* _Exercise directions_
Nothing in the records below should be altered when they are retyped.

* _Input material_
++++++++++++++++++++

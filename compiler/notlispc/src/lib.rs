//! not-lisp command-line front end.
//!
//! The binary (`notlisp`) is a thin argument dispatcher over the commands
//! here, so every command can be driven from tests with in-memory input and
//! a buffer print handler.

pub mod commands;
mod report;

use std::sync::Once;

pub use report::render_parse_error;

static TRACING_INIT: Once = Once::new();

/// Install a tree-shaped tracing subscriber on stderr when `RUST_LOG` is set.
///
/// Safe to call more than once; only the first call has any effect.
pub fn init_tracing() {
    TRACING_INIT.call_once(|| {
        use tracing_subscriber::{prelude::*, EnvFilter};

        if std::env::var("RUST_LOG").is_ok() {
            tracing_subscriber::registry()
                .with(EnvFilter::from_default_env())
                .with(
                    tracing_tree::HierarchicalLayer::new(2)
                        .with_targets(true)
                        .with_bracketed_fields(true),
                )
                .init();
        }
    });
}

++++++++++++++++++++

* _Exercise solution_
filename compiler/notlispc/src/lib.rs
//! not-lisp command-line front end.
//!
//! The binary (`notlisp`) is a thin argument dispatcher over the commands
//! here, so every command can be driven from tests with in-memory input and
//! a buffer print handler.

pub mod commands;
mod report;

use std::sync::Once;

pub use report::render_parse_error;

static TRACING_INIT: Once = Once::new();

/// Install a tree-shaped tracing subscriber on stderr when `RUST_LOG` is set.
///
/// Safe to call more than once; only the first call has any effect.
pub fn init_tracing() {
    TRACING_INIT.call_once(|| {
        use tracing_subscriber::{prelude::*, EnvFilter};

        if std::env::var("RUST_LOG").is_ok() {
            tracing_subscriber::registry()
                .with(EnvFilter::from_default_env())
                .with(
                    tracing_tree::HierarchicalLayer::new(2)
                        .with_targets(true)
                        .with_bracketed_fields(true),
                )
                .init();
        }
    });
}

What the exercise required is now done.